(Beginning of Input for this task)

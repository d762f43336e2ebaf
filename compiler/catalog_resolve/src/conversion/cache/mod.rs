//! Memoized best conversion paths.
//!
//! The cache never searches. A miss tells the caller to run the path finder
//! and `put` the answer back, including "no path" so failed searches are not
//! repeated. Eviction is coarse: dropping a type or a conversion removes
//! every entry that could depend on it.

use catalog_ir::{ConversionId, Idx};
use rustc_hash::FxHashMap;

use super::ScalarConversionPath;

/// Result of a cache lookup.
#[derive(Clone, Copy, Debug, PartialEq, Eq)]
pub enum CachedPath<'a> {
    /// Never searched, or evicted since.
    Unknown,
    /// Searched; no unique best path exists.
    NoPath,
    Path(&'a ScalarConversionPath),
}

/// Best path per `(source, target)` pair.
#[derive(Clone, Debug, Default)]
pub struct ScalarConversionPathCache {
    entries: FxHashMap<(Idx, Idx), Option<ScalarConversionPath>>,
}

impl ScalarConversionPathCache {
    pub fn new() -> Self {
        Self::default()
    }

    pub fn get(&self, source: Idx, target: Idx) -> CachedPath<'_> {
        match self.entries.get(&(source, target)) {
            None => CachedPath::Unknown,
            Some(None) => CachedPath::NoPath,
            Some(Some(path)) => CachedPath::Path(path),
        }
    }

    /// Record a search result; `None` records "no path".
    pub fn put(&mut self, source: Idx, target: Idx, path: Option<ScalarConversionPath>) {
        self.entries.insert((source, target), path);
    }

    /// Drop everything.
    pub fn clear(&mut self) {
        self.entries.clear();
    }

    /// Drop entries keyed by `ty` or routed through it. Returns the number of
    /// evicted entries.
    pub fn clear_scalar_type(&mut self, ty: Idx) -> usize {
        self.evict(|&(source, target), path| {
            source == ty
                || target == ty
                || path.as_ref().is_some_and(|p| p.contains_type(ty))
        })
    }

    /// Drop entries whose path uses `conversion`. Returns the number of
    /// evicted entries.
    pub fn clear_conversion(&mut self, conversion: ConversionId) -> usize {
        self.evict(|_, path| {
            path.as_ref()
                .is_some_and(|p| p.contains_conversion(conversion))
        })
    }

    /// Drop every cached "no path" marker. Returns the number of evicted
    /// entries.
    ///
    /// A marker records no edges, yet it may stand for a tie between paths
    /// that a dropped type or conversion has since broken.
    pub fn clear_no_path(&mut self) -> usize {
        self.evict(|_, path| path.is_none())
    }

    fn evict(
        &mut self,
        stale: impl Fn(&(Idx, Idx), &Option<ScalarConversionPath>) -> bool,
    ) -> usize {
        let before = self.entries.len();
        self.entries.retain(|key, path| !stale(key, path));
        before - self.entries.len()
    }

    pub fn len(&self) -> usize {
        self.entries.len()
    }

    pub fn is_empty(&self) -> bool {
        self.entries.is_empty()
    }
}
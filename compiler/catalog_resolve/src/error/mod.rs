//! Catalog errors and resolution failures.
//!
//! Only invariant violations are errors. A call that cannot be bound is a
//! normal outcome and is described by [`ResolutionFailure`].

use catalog_diagnostic::{Diagnostic, ErrorCode, Suggestion};
use catalog_ir::{ConversionId, Idx, LibraryId, Name, OperatorId, Signature, StringInterner};

use crate::types::TypeRegistry;

/// Rejected catalog mutation.
///
/// A mutation that returns an error has left the catalog unchanged.
#[derive(Clone, Debug, PartialEq, Eq, thiserror::Error)]
pub enum CatalogError {
    #[error("an overload with the same signature is already registered as {existing:?}")]
    DuplicateSignature { name: Name, existing: OperatorId },
    #[error("unknown operator {0:?}")]
    UnknownOperator(OperatorId),
    #[error("unknown scalar type {0:?}")]
    UnknownScalarType(Idx),
    #[error("unknown conversion {0:?}")]
    UnknownConversion(ConversionId),
    #[error("unknown library {0:?}")]
    UnknownLibrary(LibraryId),
    #[error("name {name:?} is already taken")]
    DuplicateName { name: Name },
    #[error("scalar type {ty:?} is still used by {user:?}")]
    TypeInUse { ty: Idx, user: Name },
    #[error("scalar type {0:?} is reserved")]
    ReservedType(Idx),
    #[error("no free {kind} ids left")]
    CapacityExceeded { kind: &'static str },
}

impl CatalogError {
    pub fn code(&self) -> ErrorCode {
        match self {
            CatalogError::DuplicateSignature { .. } => ErrorCode::E2001,
            CatalogError::UnknownOperator(_) => ErrorCode::E2002,
            CatalogError::UnknownScalarType(_) => ErrorCode::E2003,
            CatalogError::UnknownConversion(_) => ErrorCode::E2004,
            CatalogError::UnknownLibrary(_) => ErrorCode::E2005,
            CatalogError::DuplicateName { .. } => ErrorCode::E2006,
            CatalogError::TypeInUse { .. } => ErrorCode::E2007,
            CatalogError::ReservedType(_) => ErrorCode::E2008,
            CatalogError::CapacityExceeded { .. } => ErrorCode::E9001,
        }
    }

    /// Convert to a diagnostic with names rendered through the interner.
    pub fn to_diagnostic(&self, interner: &StringInterner) -> Diagnostic {
        let code = self.code();
        match self {
            CatalogError::DuplicateSignature { name, existing } => Diagnostic::error(
                code,
                format!(
                    "operator `{}` already has an overload with this signature",
                    interner.lookup(*name)
                ),
            )
            .with_note(format!("the existing overload is {existing:?}"))
            .with_suggestion(Suggestion::text(
                "drop the existing overload first, or change a parameter type",
                1,
            )),
            CatalogError::DuplicateName { name } => Diagnostic::error(
                code,
                format!("`{}` is already defined in this catalog", interner.lookup(*name)),
            ),
            CatalogError::TypeInUse { ty, user } => {
                Diagnostic::error(code, format!("scalar type {ty:?} is still in use"))
                    .with_note(format!("referenced by `{}`", interner.lookup(*user)))
            }
            CatalogError::UnknownOperator(_)
            | CatalogError::UnknownScalarType(_)
            | CatalogError::UnknownConversion(_)
            | CatalogError::UnknownLibrary(_)
            | CatalogError::ReservedType(_)
            | CatalogError::CapacityExceeded { .. } => Diagnostic::error(code, self.to_string()),
        }
    }
}

/// The overload closest to a failed call, for "did you mean" hints.
#[derive(Clone, Debug, PartialEq, Eq)]
pub struct ClosestCandidate {
    pub operator: OperatorId,
    pub name: Name,
    pub signature: Signature,
}

/// Why a call could not be bound.
#[derive(Clone, Debug, PartialEq, Eq)]
pub enum ResolutionFailure {
    /// No operator map matched the name at all.
    NotFound { name: Name },
    /// The name exists but no overload accepts the arguments.
    NoMatchingSignature {
        name: Name,
        signature: Signature,
        candidates: Vec<Name>,
        closest: Option<ClosestCandidate>,
    },
    /// Several overloads are equally good.
    Ambiguous {
        name: Name,
        signature: Signature,
        candidates: Vec<Name>,
    },
}

impl ResolutionFailure {
    pub fn code(&self) -> ErrorCode {
        match self {
            ResolutionFailure::NotFound { .. } => ErrorCode::E1001,
            ResolutionFailure::NoMatchingSignature { .. } => ErrorCode::E1002,
            ResolutionFailure::Ambiguous { .. } => ErrorCode::E1003,
        }
    }

    /// Convert to a diagnostic, rendering signatures with catalog type names.
    pub fn to_diagnostic(&self, interner: &StringInterner, types: &TypeRegistry) -> Diagnostic {
        let code = self.code();
        match self {
            ResolutionFailure::NotFound { name } => Diagnostic::error(
                code,
                format!("unknown operator `{}`", interner.lookup(*name)),
            )
            .with_suggestion(Suggestion::text(
                "check spelling, or require the library that defines it",
                1,
            )),
            ResolutionFailure::NoMatchingSignature {
                name,
                signature,
                candidates,
                closest,
            } => {
                let message = format!(
                    "no overload of `{}` accepts {}",
                    interner.lookup(*name),
                    types.format_signature(signature, interner)
                );
                let diag = Diagnostic::error(code, message)
                    .with_note(candidate_note(candidates, interner));
                match closest {
                    Some(closest) => diag.with_suggestion(Suggestion::did_you_mean(format!(
                        "{}{}",
                        interner.lookup(closest.name),
                        types.format_signature(&closest.signature, interner)
                    ))),
                    None => diag,
                }
            }
            ResolutionFailure::Ambiguous {
                name,
                signature,
                candidates,
            } => Diagnostic::error(
                code,
                format!(
                    "ambiguous call to `{}` with {}",
                    interner.lookup(*name),
                    types.format_signature(signature, interner)
                ),
            )
            .with_note(candidate_note(candidates, interner))
            .with_suggestion(Suggestion::text(
                "convert the arguments explicitly to pick one overload",
                1,
            )),
        }
    }
}

fn candidate_note(candidates: &[Name], interner: &StringInterner) -> String {
    let names: Vec<_> = candidates.iter().map(|n| interner.lookup(*n)).collect();
    format!("candidates: {}", names.join(", "))
}

#[cfg(test)]
#[allow(
    clippy::unwrap_used,
    clippy::expect_used,
    reason = "Tests use unwrap for brevity"
)]
mod tests;
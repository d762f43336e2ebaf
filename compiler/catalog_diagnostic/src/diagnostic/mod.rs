//! Resolver diagnostics.
//!
//! A call is resolved against signatures rather than source text, so a
//! [`Diagnostic`] carries no span. The front end that issued the call owns
//! the location and prefixes it when printing.

use std::fmt;

use crate::ErrorCode;

/// A hint shown under a diagnostic.
///
/// Hints are printed in ascending `priority`; the closest overload of a
/// failed call always comes first.
#[derive(Clone, Eq, PartialEq, Hash, Debug)]
pub struct Suggestion {
    pub message: String,
    pub priority: u8,
}

impl Suggestion {
    pub fn text(message: impl Into<String>, priority: u8) -> Self {
        Suggestion {
            message: message.into(),
            priority,
        }
    }

    /// Point at a concrete overload, rendered as `Name(Type, ...)`.
    pub fn did_you_mean(overload: impl fmt::Display) -> Self {
        Suggestion::text(format!("did you mean `{overload}`?"), 0)
    }
}

/// A refused call or catalog change, explained.
#[derive(Clone, Eq, PartialEq, Hash, Debug)]
#[must_use = "a diagnostic is only useful once it is reported"]
pub struct Diagnostic {
    pub code: ErrorCode,
    pub message: String,
    /// Context lines, e.g. the overloads that tied.
    pub notes: Vec<String>,
    pub suggestions: Vec<Suggestion>,
}

impl Diagnostic {
    #[cold]
    pub fn error(code: ErrorCode, message: impl Into<String>) -> Self {
        Diagnostic {
            code,
            message: message.into(),
            notes: Vec::new(),
            suggestions: Vec::new(),
        }
    }

    pub fn with_note(mut self, note: impl Into<String>) -> Self {
        self.notes.push(note.into());
        self
    }

    pub fn with_suggestion(mut self, suggestion: Suggestion) -> Self {
        self.suggestions.push(suggestion);
        self
    }

    /// Suggestions in display order. Equal priorities keep insertion order.
    pub fn help(&self) -> Vec<&Suggestion> {
        let mut help: Vec<&Suggestion> = self.suggestions.iter().collect();
        help.sort_by_key(|s| s.priority);
        help
    }
}

impl fmt::Display for Diagnostic {
    fn fmt(&self, f: &mut fmt::Formatter<'_>) -> fmt::Result {
        write!(f, "error[{}]: {}", self.code, self.message)?;
        for note in &self.notes {
            write!(f, "\n  note: {note}")?;
        }
        for hint in self.help() {
            write!(f, "\n  help: {}", hint.message)?;
        }
        Ok(())
    }
}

(End of Input for this task)

Scan the material and collect every line that contains "failed".

- _Your solution_
//! and `put` the answer back, including "no path" so failed searches are not
/// The overload closest to a failed call, for "did you mean" hints.
/// failed call always comes first.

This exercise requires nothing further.